RealtyTrac estimates that since 2009, there are at least 20,000 homes being purchased annually through contract-for-deed understandings and the number is rising. The National Consumer Law Center in a report published in July of this year called “Toxic Transactions,” estimates the number of contract-for-deed purchases at 3.5 million homes, but carefully argued that the number was likely much higher. Other experts have placed the figure higher than 4.1 million. This level of exploitation is a national crisis.

Several reports in the New York Times and the Washington Post have documented the increase of these kinds of transactions, as you shall see if you view the website, particularly noting the fact that several hedge funds have swooped in to make bulk purchases of thousands of foreclosed homes in order to flip them into contract-for-deed agreements to drastically increase their return. Harbour Portfolio Advisors from Dallas was most notorious for purchasing 6700 homes from Fannie Mae in this way for an average of less than $10,000 per property and working with its servicer, National Asset Advisors of Columbia, South Carolina has been in the process of flipping them. The Consumer Finance Protection Bureau has reportedly stepped up its investigation of complaints on these home contracts, and not surprisingly both Harbour and National Asset have thus far refused to comply by providing documents. The NCLC report argues heavily for action by the CFPB to rein in the abuses common in contract purchases. You can look for more properties and compare the ones you are looking to buy as noted by Fort Lauderdale Realtor Bryan Gold

Contract-for-deed purchases have a sorry history that dates back to the racist government approved redlining of minority and low income neighborhoods before the passage of the Community Reinvestment Act in 1978. Little has changed though since many of these land installment purchases are opaque and outside of the reach of most federal protections currently and often totally unregulated in states as well.

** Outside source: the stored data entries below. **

//! Ghidra function table (C10): entry-VA lookup plus an interval index over
//! body ranges, with `image_base` rebasing applied once at build time.
//!
//! Per `spec.md` §9: "a sorted vector... binary search; a balanced interval
//! tree is overkill" at the expected scale (tens of thousands of functions
//! per binary).

use std::collections::BTreeMap;

use crate::schema::GhidraFunctionEntry;

#[derive(Debug, Clone)]
struct Interval {
    start: u64,
    end: u64,
    entry_va: u64,
}

pub struct GhidraFunctionTable {
    by_entry_va: BTreeMap<u64, GhidraFunctionEntry>,
    intervals: Vec<Interval>,
}

impl GhidraFunctionTable {
    /// Builds the table from raw Ghidra function records, rebasing every
    /// address by `image_base` before indexing.
    pub fn build(functions: &[GhidraFunctionEntry], image_base: u64) -> Self {
        let mut by_entry_va = BTreeMap::new();
        let mut intervals = Vec::new();

        for func in functions {
            let mut rebased = func.clone();
            rebased.entry_va = func.entry_va + image_base;
            rebased.body_start_va = func.body_start_va.map(|v| v + image_base);
            rebased.body_end_va = func.body_end_va.map(|v| v + image_base);

            if let (Some(start), Some(end)) = (rebased.body_start_va, rebased.body_end_va) {
                if end > start {
                    intervals.push(Interval { start, end, entry_va: rebased.entry_va });
                }
            }
            by_entry_va.insert(rebased.entry_va, rebased);
        }

        intervals.sort_by_key(|i| i.start);

        GhidraFunctionTable { by_entry_va, intervals }
    }

    pub fn get(&self, entry_va: u64) -> Option<&GhidraFunctionEntry> {
        self.by_entry_va.get(&entry_va)
    }

    pub fn body_end(&self, entry_va: u64) -> Option<u64> {
        self.get(entry_va).and_then(|f| f.body_end_va)
    }

    /// Finds the entry VA of the function whose `[body_start, body_end)`
    /// contains `addr`, if any, via binary search over the sorted interval
    /// vector.
    pub fn query_point(&self, addr: u64) -> Option<u64> {
        let idx = self.intervals.partition_point(|i| i.start <= addr);
        if idx == 0 {
            return None;
        }
        let candidate = &self.intervals[idx - 1];
        if addr >= candidate.start && addr < candidate.end {
            Some(candidate.entry_va)
        } else {
            None
        }
    }
}

#[cfg(test)]
mod tests {
    use super::*;

    fn func(entry_va: u64, start: u64, end: u64) -> GhidraFunctionEntry {
        GhidraFunctionEntry {
            binary_id: "b".into(),
            function_id: format!("f{entry_va:x}"),
            entry_va,
            entry_hex: format!("{entry_va:#x}"),
            name: "f".into(),
            namespace: None,
            body_start_va: Some(start),
            body_end_va: Some(end),
            size_bytes: Some(end - start),
            is_external_block: false,
            is_thunk: false,
            is_import: false,
            section_hint: None,
            decompile_status: "OK".into(),
            c_raw: None,
            decompile_error: None,
            warnings: Vec::new(),
            warnings_raw: Vec::new(),
            verdict: "ACCEPT".into(),
            is_plt_or_stub: false,
            is_init_fini_aux: false,
            is_compiler_aux: false,
            is_library_like: false,
            asm_insn_count: None,
            c_line_count: None,
            insn_to_c_ratio: None,
            temp_var_count: None,
            fat_function_flag: false,
        }
    }

    #[test]
    fn rebases_addresses_by_image_base() {
        let table = GhidraFunctionTable::build(&[func(0x1000, 0x1000, 0x1010)], 0x400000);
        assert!(table.get(0x401000).is_some());
        assert_eq!(table.query_point(0x401005), Some(0x401000));
    }

    #[test]
    fn query_point_outside_any_interval_is_none() {
        let table = GhidraFunctionTable::build(&[func(0x1000, 0x1000, 0x1010)], 0);
        assert_eq!(table.query_point(0x2000), None);
    }

    #[test]
    fn query_point_picks_correct_interval_among_many() {
        let funcs = vec![func(0x1000, 0x1000, 0x1010), func(0x2000, 0x2000, 0x2020)];
        let table = GhidraFunctionTable::build(&funcs, 0);
        assert_eq!(table.query_point(0x2010), Some(0x2000));
    }
}
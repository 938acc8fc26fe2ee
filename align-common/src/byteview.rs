//! A small memory-mapped byte buffer, modeled after the mmap-backed byte
//! views used throughout the wider debuginfo tooling ecosystem.

use std::borrow::Cow;
use std::fs::File;
use std::io;
use std::ops::Deref;
use std::path::Path;
use std::sync::Arc;

use memmap2::Mmap;

#[derive(Debug)]
enum Backing {
    Buf(Cow<'static, [u8]>),
    Mmap(Mmap),
}

impl Deref for Backing {
    type Target = [u8];

    fn deref(&self) -> &Self::Target {
        match self {
            Backing::Buf(buf) => buf,
            Backing::Mmap(mmap) => mmap,
        }
    }
}

/// A cheaply cloneable handle to a byte buffer, backed either by a memory
/// mapped file or an owned `Vec<u8>`.
#[derive(Clone, Debug)]
pub struct ByteData {
    backing: Arc<Backing>,
}

impl ByteData {
    /// Memory maps the file at `path`.
    pub fn open<P: AsRef<Path>>(path: P) -> io::Result<Self> {
        let file = File::open(path)?;
        let backing = match unsafe { Mmap::map(&file) } {
            Ok(mmap) => Backing::Mmap(mmap),
            Err(err) if err.kind() == io::ErrorKind::InvalidInput => {
                Backing::Buf(Cow::Borrowed(&[][..]))
            }
            Err(err) => return Err(err),
        };
        Ok(ByteData {
            backing: Arc::new(backing),
        })
    }

    /// Wraps an owned buffer without touching the filesystem.
    pub fn from_vec(buffer: Vec<u8>) -> Self {
        ByteData {
            backing: Arc::new(Backing::Buf(Cow::Owned(buffer))),
        }
    }

    pub fn as_slice(&self) -> &[u8] {
        &self.backing
    }
}

impl Deref for ByteData {
    type Target = [u8];

    fn deref(&self) -> &Self::Target {
        self.as_slice()
    }
}

impl AsRef<[u8]> for ByteData {
    fn as_ref(&self) -> &[u8] {
        self.as_slice()
    }
}

#[cfg(test)]
mod tests {
    use super::*;
    use std::io::Write;

    #[test]
    fn maps_a_real_file() {
        let mut file = tempfile::NamedTempFile::new().unwrap();
        file.write_all(b"hello").unwrap();
        let view = ByteData::open(file.path()).unwrap();
        assert_eq!(view.as_slice(), b"hello");
    }

    #[test]
    fn wraps_a_vec() {
        let view = ByteData::from_vec(vec![1, 2, 3]);
        assert_eq!(view.as_slice(), &[1, 2, 3]);
    }
}
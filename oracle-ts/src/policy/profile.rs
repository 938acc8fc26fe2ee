//! Frozen policy knobs for the oracle-ts stage (C7).

use serde::{Deserialize, Serialize};

use align_common::hash::sha256_bytes;
use align_common::json::to_json_string;

#[derive(Debug, Clone, Serialize, Deserialize, PartialEq)]
pub struct TsProfile {
    pub parser_name: String,
    pub deep_nesting_threshold: u32,
}

impl TsProfile {
    /// The single supported profile for oracle-ts v0.
    pub fn v0() -> Self {
        TsProfile {
            parser_name: "tree-sitter-c".to_string(),
            deep_nesting_threshold: 8,
        }
    }

    pub fn profile_id(&self) -> String {
        let rendered = to_json_string(self).expect("TsProfile always serializes");
        sha256_bytes(rendered.as_bytes())
    }
}

impl Default for TsProfile {
    fn default() -> Self {
        Self::v0()
    }
}
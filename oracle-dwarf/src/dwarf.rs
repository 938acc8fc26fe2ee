//! DWARF compilation-unit walking and function extraction (C2).
//!
//! DIE resolution follows the two-pass approach from the design notes: a
//! first pass records every DIE's raw attributes by unit offset, a second
//! pass resolves `DW_AT_abstract_origin`/`DW_AT_specification` references by
//! looking up that table. No pointer graph of DIEs is ever materialized.

use std::collections::HashMap;

use gimli::{AttributeValue, EndianSlice, Reader, RunTimeEndian, UnitOffset};
use goblin::elf::Elf;

use crate::error::OracleDwarfError;

pub type Slice<'a> = EndianSlice<'a, RunTimeEndian>;
pub type Dwarf<'a> = gimli::Dwarf<Slice<'a>>;
pub type Unit<'a> = gimli::Unit<Slice<'a>>;

/// A half-open address range `[low, high)`.
#[derive(Debug, Clone, Copy, PartialEq, Eq)]
pub struct AddressRange {
    pub low: u64,
    pub high: u64,
}

/// One DWARF function entry: a `DW_TAG_subprogram` or `DW_TAG_inlined_subprogram`.
#[derive(Debug, Clone)]
pub struct FunctionEntry {
    pub function_id: String,
    pub die_offset: u64,
    pub cu_offset: u64,
    pub name: Option<String>,
    pub linkage_name: Option<String>,
    pub is_declaration: bool,
    pub ranges: Vec<AddressRange>,
    pub decl_file: Option<String>,
    pub decl_line: Option<u64>,
    pub decl_column: Option<u64>,
    pub comp_dir: Option<String>,
}

/// Lightweight descriptor for a single compilation unit.
#[derive(Debug, Clone)]
pub struct CuInfo {
    pub cu_offset: u64,
    pub cu_index: usize,
    pub comp_dir: Option<String>,
    pub cu_name: Option<String>,
    pub language: Option<u64>,
}

/// Owns the raw bytes of an ELF file and knows how to materialize a borrowed
/// `gimli::Dwarf` view of it on demand. Parsing the ELF header table is
/// cheap, so this is re-derived rather than stored self-referentially.
pub struct DwarfData {
    data: Vec<u8>,
    pub endian: RunTimeEndian,
}

impl DwarfData {
    pub fn open(path: &str) -> Result<Self, OracleDwarfError> {
        let data = std::fs::read(path)?;
        Self::from_bytes(data)
    }

    pub fn from_bytes(data: Vec<u8>) -> Result<Self, OracleDwarfError> {
        let elf = Elf::parse(&data)?;
        let endian = if elf.little_endian {
            RunTimeEndian::Little
        } else {
            RunTimeEndian::Big
        };
        Ok(DwarfData { data, endian })
    }

    /// Loads a borrowed `gimli::Dwarf` view over the owned bytes.
    ///
    /// Compressed debug sections (`SHF_COMPRESSED` or legacy `.z`-prefixed
    /// names) are not decompressed; this is a deliberate v0 limitation, since
    /// none of the fixtures this pipeline targets ship compressed DWARF.
    pub fn load(&self) -> Result<Dwarf<'_>, OracleDwarfError> {
        let elf = Elf::parse(&self.data)?;
        let endian = self.endian;
        let data = &self.data;
        let load_section = |id: gimli::SectionId| -> Result<Slice<'_>, gimli::Error> {
            let bytes = find_section(&elf, data, id.name()).unwrap_or(&[]);
            Ok(EndianSlice::new(bytes, endian))
        };
        Dwarf::load(load_section).map_err(OracleDwarfError::from)
    }
}

fn find_section<'a>(elf: &Elf<'_>, data: &'a [u8], name: &str) -> Option<&'a [u8]> {
    for sh in &elf.section_headers {
        if sh.sh_type == goblin::elf::section_header::SHT_NOBITS || sh.sh_offset == 0 {
            continue;
        }
        let Some(sh_name) = elf.shdr_strtab.get_at(sh.sh_name) else {
            continue;
        };
        if sh_name != name {
            continue;
        }
        let start = sh.sh_offset as usize;
        let end = start + sh.sh_size as usize;
        return data.get(start..end);
    }
    None
}

fn decode_string<'a>(dwarf: &Dwarf<'a>, unit: &Unit<'a>, value: AttributeValue<Slice<'a>>) -> Option<String> {
    let r = dwarf.attr_string(unit, value).ok()?;
    Some(r.to_string_lossy().into_owned())
}

/// Iterates compilation units, yielding `(CuInfo, Unit)` pairs in file order.
///
/// Exposed separately from function extraction so callers (the line mapper)
/// can replay each CU's line program against the same borrowed `Unit`
/// without re-walking the DIE tree.
pub fn iter_cus<'a>(dwarf: &Dwarf<'a>) -> Result<Vec<(CuInfo, Unit<'a>)>, OracleDwarfError> {
    let mut out = Vec::new();
    let mut headers = dwarf.units();
    let mut index = 0usize;
    while let Some(header) = headers.next()? {
        let cu_offset = header
            .offset()
            .as_debug_info_offset()
            .map(|o| o.0 as u64)
            .unwrap_or(0);
        let unit = dwarf.unit(header)?;

        let mut comp_dir = None;
        let mut cu_name = None;
        let mut language = None;
        {
            let mut cursor = unit.entries();
            if let Some((_, root)) = cursor.next_dfs()? {
                if let Some(attr) = root.attr_value(gimli::DW_AT_comp_dir)? {
                    comp_dir = decode_string(dwarf, &unit, attr);
                }
                if let Some(attr) = root.attr_value(gimli::DW_AT_name)? {
                    cu_name = decode_string(dwarf, &unit, attr);
                }
                if let Some(gimli::AttributeValue::Language(lang)) =
                    root.attr_value(gimli::DW_AT_language)?
                {
                    language = Some(lang.0 as u64);
                }
            }
        }

        out.push((
            CuInfo {
                cu_offset,
                cu_index: index,
                comp_dir,
                cu_name,
                language,
            },
            unit,
        ));
        index += 1;
    }
    Ok(out)
}

/// Iterates compilation units, yielding `(CuInfo, Vec<FunctionEntry>)` pairs.
///
/// Output ordering follows CU file order, and within a CU, DIE offset order,
/// matching the documented sort contract.
pub fn iter_functions<'a>(dwarf: &Dwarf<'a>) -> Result<Vec<(CuInfo, Vec<FunctionEntry>)>, OracleDwarfError> {
    let mut out = Vec::new();
    for (cu_info, unit) in iter_cus(dwarf)? {
        let functions = extract_functions(dwarf, &unit, cu_info.cu_offset, cu_info.comp_dir.as_deref())?;
        out.push((cu_info, functions));
    }
    Ok(out)
}

fn attr_ranges<'a>(
    dwarf: &Dwarf<'a>,
    unit: &Unit<'a>,
    die: &gimli::DebuggingInformationEntry<'_, '_, Slice<'a>>,
) -> Result<Vec<AddressRange>, OracleDwarfError> {
    let low_pc = match die.attr_value(gimli::DW_AT_low_pc)? {
        Some(AttributeValue::Addr(addr)) => Some(addr),
        _ => None,
    };

    if let Some(ranges_attr) = die.attr_value(gimli::DW_AT_ranges)? {
        let offset = match ranges_attr {
            AttributeValue::RangeListsRef(o) => dwarf.ranges_offset_from_raw(unit, o),
            AttributeValue::SecOffset(o) => gimli::RangeListsOffset(o),
            _ => return Ok(Vec::new()),
        };
        let mut ranges = Vec::new();
        let mut iter = dwarf.ranges(unit, offset)?;
        while let Some(range) = iter.next()? {
            if range.end > range.begin {
                ranges.push(AddressRange {
                    low: range.begin,
                    high: range.end,
                });
            }
        }
        return Ok(ranges);
    }

    if let Some(low) = low_pc {
        let high = match die.attr_value(gimli::DW_AT_high_pc)? {
            Some(AttributeValue::Addr(addr)) => Some(addr),
            Some(AttributeValue::Udata(offset)) => Some(low + offset),
            _ => None,
        };
        if let Some(high) = high {
            if high > low {
                return Ok(vec![AddressRange { low, high }]);
            }
        }
    }

    Ok(Vec::new())
}

struct RawEntry<'a> {
    attrs: HashMap<gimli::DwAt, AttributeValue<Slice<'a>>>,
}

fn resolve_name<'a>(
    dwarf: &Dwarf<'a>,
    unit: &Unit<'a>,
    all_entries: &HashMap<u64, RawEntry<'a>>,
    die_offset: u64,
    attr: gimli::DwAt,
) -> Option<String> {
    let mut current = Some(die_offset);
    let mut seen = std::collections::HashSet::new();
    while let Some(offset) = current {
        if !seen.insert(offset) {
            break;
        }
        let entry = all_entries.get(&offset)?;
        if let Some(value) = entry.attrs.get(&attr) {
            if let Some(name) = decode_string(dwarf, unit, value.clone()) {
                return Some(name);
            }
        }
        current = entry
            .attrs
            .get(&gimli::DW_AT_abstract_origin)
            .or_else(|| entry.attrs.get(&gimli::DW_AT_specification))
            .and_then(|v| match v {
                AttributeValue::UnitRef(UnitOffset(o)) => Some(*o as u64),
                _ => None,
            });
    }
    None
}

pub fn extract_functions<'a>(
    dwarf: &Dwarf<'a>,
    unit: &Unit<'a>,
    cu_offset: u64,
    comp_dir: Option<&str>,
) -> Result<Vec<FunctionEntry>, OracleDwarfError> {
    // Pass 1: record every DIE's attributes by unit offset.
    let mut all_entries: HashMap<u64, RawEntry<'a>> = HashMap::new();
    {
        let mut cursor = unit.entries();
        while let Some((_, entry)) = cursor.next_dfs()? {
            let mut attrs = HashMap::new();
            let mut iter = entry.attrs();
            while let Some(attr) = iter.next()? {
                attrs.insert(attr.name(), attr.value());
            }
            all_entries.insert(entry.offset().0 as u64, RawEntry { attrs });
        }
    }

    // Pass 2: build function entries, resolving origin references by offset.
    let mut functions = Vec::new();
    let mut cursor = unit.entries();
    while let Some((_, entry)) = cursor.next_dfs()? {
        let tag = entry.tag();
        if tag != gimli::DW_TAG_subprogram && tag != gimli::DW_TAG_inlined_subprogram {
            continue;
        }

        let die_offset = entry.offset().0 as u64;
        let name = resolve_name(dwarf, unit, &all_entries, die_offset, gimli::DW_AT_name);
        let linkage_name =
            resolve_name(dwarf, unit, &all_entries, die_offset, gimli::DW_AT_linkage_name);

        let has_declaration_flag = matches!(
            entry.attr_value(gimli::DW_AT_declaration)?,
            Some(AttributeValue::Flag(true))
        );

        let ranges = attr_ranges(dwarf, unit, entry)?;
        let is_declaration = has_declaration_flag && ranges.is_empty();

        let decl_file = match entry.attr_value(gimli::DW_AT_decl_file)? {
            Some(AttributeValue::FileIndex(idx)) => resolve_decl_file(unit, idx),
            _ => None,
        };
        let decl_line = match entry.attr_value(gimli::DW_AT_decl_line)? {
            Some(AttributeValue::Udata(v)) => Some(v),
            _ => None,
        };
        let decl_column = match entry.attr_value(gimli::DW_AT_decl_column)? {
            Some(AttributeValue::Udata(v)) => Some(v),
            _ => None,
        };

        functions.push(FunctionEntry {
            function_id: format!("cu:{cu_offset:x}:die:{die_offset:x}"),
            die_offset,
            cu_offset,
            name,
            linkage_name,
            is_declaration,
            ranges,
            decl_file,
            decl_line,
            decl_column,
            comp_dir: comp_dir.map(str::to_string),
        });
    }

    Ok(functions)
}

fn resolve_decl_file(unit: &Unit<'_>, file_index: u64) -> Option<String> {
    let program = unit.line_program.as_ref()?;
    let header = program.header();
    let file = header.file(file_index)?;
    match file.path_name() {
        AttributeValue::String(s) => Some(s.to_string_lossy().into_owned()),
        _ => None,
    }
}
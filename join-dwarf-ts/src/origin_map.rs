//! Origin map (C8): parses GCC-style `#line` directives out of a
//! preprocessed `.i` file and builds a forward map from `.i` line number to
//! `(original_path, original_line)`.

use once_cell::sync::Lazy;
use regex::Regex;

/// Matches both `# N "path" [flags]` and `#line N "path"`.
static LINE_DIRECTIVE_RE: Lazy<Regex> = Lazy::new(|| {
    Regex::new(r#"^#(?:\s*line)?\s+(\d+)\s+"((?:[^"\\]|\\.)*)"(?:\s+([\d\s]*))?$"#)
        .expect("valid line-directive regex")
});

/// Pseudo-paths GCC emits for synthetic source, never real origins.
const SYNTHETIC_PATH_PATTERNS: &[&str] = &["<built-in>", "<command-line>"];

fn unescape_path(raw: &str) -> String {
    let mut out = String::with_capacity(raw.len());
    let mut chars = raw.chars();
    while let Some(c) = chars.next() {
        if c == '\\' {
            if let Some(next) = chars.next() {
                out.push(next);
            }
        } else {
            out.push(c);
        }
    }
    out
}

fn is_excluded(path: &str, flags: &[u32], excluded_prefixes: &[String]) -> bool {
    if flags.contains(&3) {
        return true;
    }
    if SYNTHETIC_PATH_PATTERNS.iter().any(|p| path == *p) {
        return true;
    }
    if path.starts_with('<') && path.ends_with('>') {
        return true;
    }
    excluded_prefixes.iter().any(|prefix| path.starts_with(prefix.as_str()))
}

/// Per-TU forward map: `.i` line index (0-based) -> original `(path, line)`
/// or `None` for directive lines, synthetic source, or excluded origins.
#[derive(Debug, Clone)]
pub struct OriginMap {
    pub tu_path: String,
    pub forward: Vec<Option<(String, u32)>>,
    /// Whether at least one `#line` directive was seen in this TU.
    pub origin_available: bool,
    pub n_total_lines: usize,
    pub excluded_prefixes: Vec<String>,
}

impl OriginMap {
    pub fn query_forward(&self, i_line: usize) -> Option<&(String, u32)> {
        self.forward.get(i_line).and_then(|slot| slot.as_ref())
    }
}

/// Builds the forward origin map for one `.i` file's content.
pub fn build_origin_map(tu_path: &str, source: &str, excluded_prefixes: &[String]) -> OriginMap {
    let lines: Vec<&str> = source.lines().collect();
    let mut forward = vec![None; lines.len()];

    let mut current_path: Option<String> = None;
    let mut current_line: Option<u32> = None;
    let mut current_excluded = false;
    let mut origin_available = false;

    for (i, line) in lines.iter().enumerate() {
        if let Some(caps) = LINE_DIRECTIVE_RE.captures(line) {
            let line_num: u32 = caps[1].parse().unwrap_or(1);
            let path = unescape_path(&caps[2]);
            let flags: Vec<u32> = caps
                .get(3)
                .map(|m| m.as_str())
                .unwrap_or("")
                .split_whitespace()
                .filter_map(|tok| tok.parse().ok())
                .collect();

            current_excluded = is_excluded(&path, &flags, excluded_prefixes);
            current_path = Some(path);
            current_line = Some(line_num);
            origin_available = true;
            forward[i] = None;
            continue;
        }

        if let (Some(path), Some(line_num)) = (&current_path, current_line) {
            forward[i] = if current_excluded {
                None
            } else {
                Some((path.clone(), line_num))
            };
            current_line = Some(line_num + 1);
        } else {
            forward[i] = None;
        }
    }

    OriginMap {
        tu_path: tu_path.to_string(),
        n_total_lines: forward.len(),
        forward,
        origin_available,
        excluded_prefixes: excluded_prefixes.to_vec(),
    }
}

#[cfg(test)]
mod tests {
    use super::*;

    #[test]
    fn content_lines_increment_origin_line() {
        let src = "# 1 \"main.c\"\nint a;\nint b;\n";
        let map = build_origin_map("t.i", src, &[]);
        assert_eq!(map.query_forward(0), None);
        assert_eq!(map.query_forward(1), Some(&("main.c".to_string(), 1)));
        assert_eq!(map.query_forward(2), Some(&("main.c".to_string(), 2)));
    }

    #[test]
    fn system_header_flag_excludes_lines() {
        let src = "# 1 \"/usr/include/stdio.h\" 1 3\nextern int printf(const char *, ...);\n# 2 \"main.c\" 2\nint main(){return 0;}\n";
        let map = build_origin_map("t.i", src, &[]);
        assert_eq!(map.query_forward(1), None);
        assert_eq!(map.query_forward(3), Some(&("main.c".to_string(), 2)));
    }

    #[test]
    fn synthetic_paths_are_excluded() {
        let src = "# 1 \"<built-in>\"\nint x;\n";
        let map = build_origin_map("t.i", src, &[]);
        assert_eq!(map.query_forward(1), None);
    }

    #[test]
    fn excluded_prefix_is_applied() {
        let src = "# 1 \"/usr/lib/gcc/foo.h\"\nint x;\n";
        let map = build_origin_map("t.i", src, &["/usr/lib/gcc".to_string()]);
        assert_eq!(map.query_forward(1), None);
    }

    #[test]
    fn lines_without_a_preceding_directive_map_to_none() {
        let src = "int x;\n";
        let map = build_origin_map("t.i", src, &[]);
        assert_eq!(map.query_forward(0), None);
    }

    #[test]
    fn escaped_quotes_in_path_are_unescaped() {
        let src = "# 1 \"a\\\"b.c\"\nint x;\n";
        let map = build_origin_map("t.i", src, &[]);
        assert_eq!(map.query_forward(1), Some(&("a\"b.c".to_string(), 1)));
    }
}
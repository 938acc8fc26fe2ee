//! Deterministic disk writers for join-dwarf-ts outputs.

use std::path::Path;

use align_common::json::to_json_string;

use crate::error::JoinError;
use crate::schema::{AlignmentPairsOutput, AlignmentReport};

fn write_string(path: &Path, contents: &str) -> Result<(), JoinError> {
    std::fs::write(path, contents).map_err(JoinError::from)
}

pub fn write_pairs(path: &Path, pairs: &AlignmentPairsOutput) -> Result<(), JoinError> {
    let rendered = to_json_string(pairs)?;
    write_string(path, &rendered)
}

pub fn write_report(path: &Path, report: &AlignmentReport) -> Result<(), JoinError> {
    let rendered = to_json_string(report)?;
    write_string(path, &rendered)
}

The NCLC report is clear about why the odds are against the lower income buyer in every situation:

 

These land contracts are built to fail, as sellers make more money by finding a way to cancel the contract so as to churn many successive would-be homeowners through the property. Since sellers have an incentive to churn the properties, their interests are exactly opposite to those of the buyers. This is a significant difference from the mainstream home purchase market, where generally the buyer and the seller both have the incentive to see the transaction succeed.

I can remember meeting African-American families on the doors with ACORN in the early 1970s in Little Rock who had been paying on contracts for decades, even starting over in some cases and losing homes they had tried to buy this way. We keep thinking that we have cut the head off of these snakes, but somehow they reappear and victimize more millions.

Real estate, hedge funds, Wall Street, a property-mogul president, racial and income discrimination across the country in the wake of the real estate crisis to me all adds up to a campaign dying for action which also demands me to learn here about it, because it is something that we could absolutely win, if we acted together and did so now.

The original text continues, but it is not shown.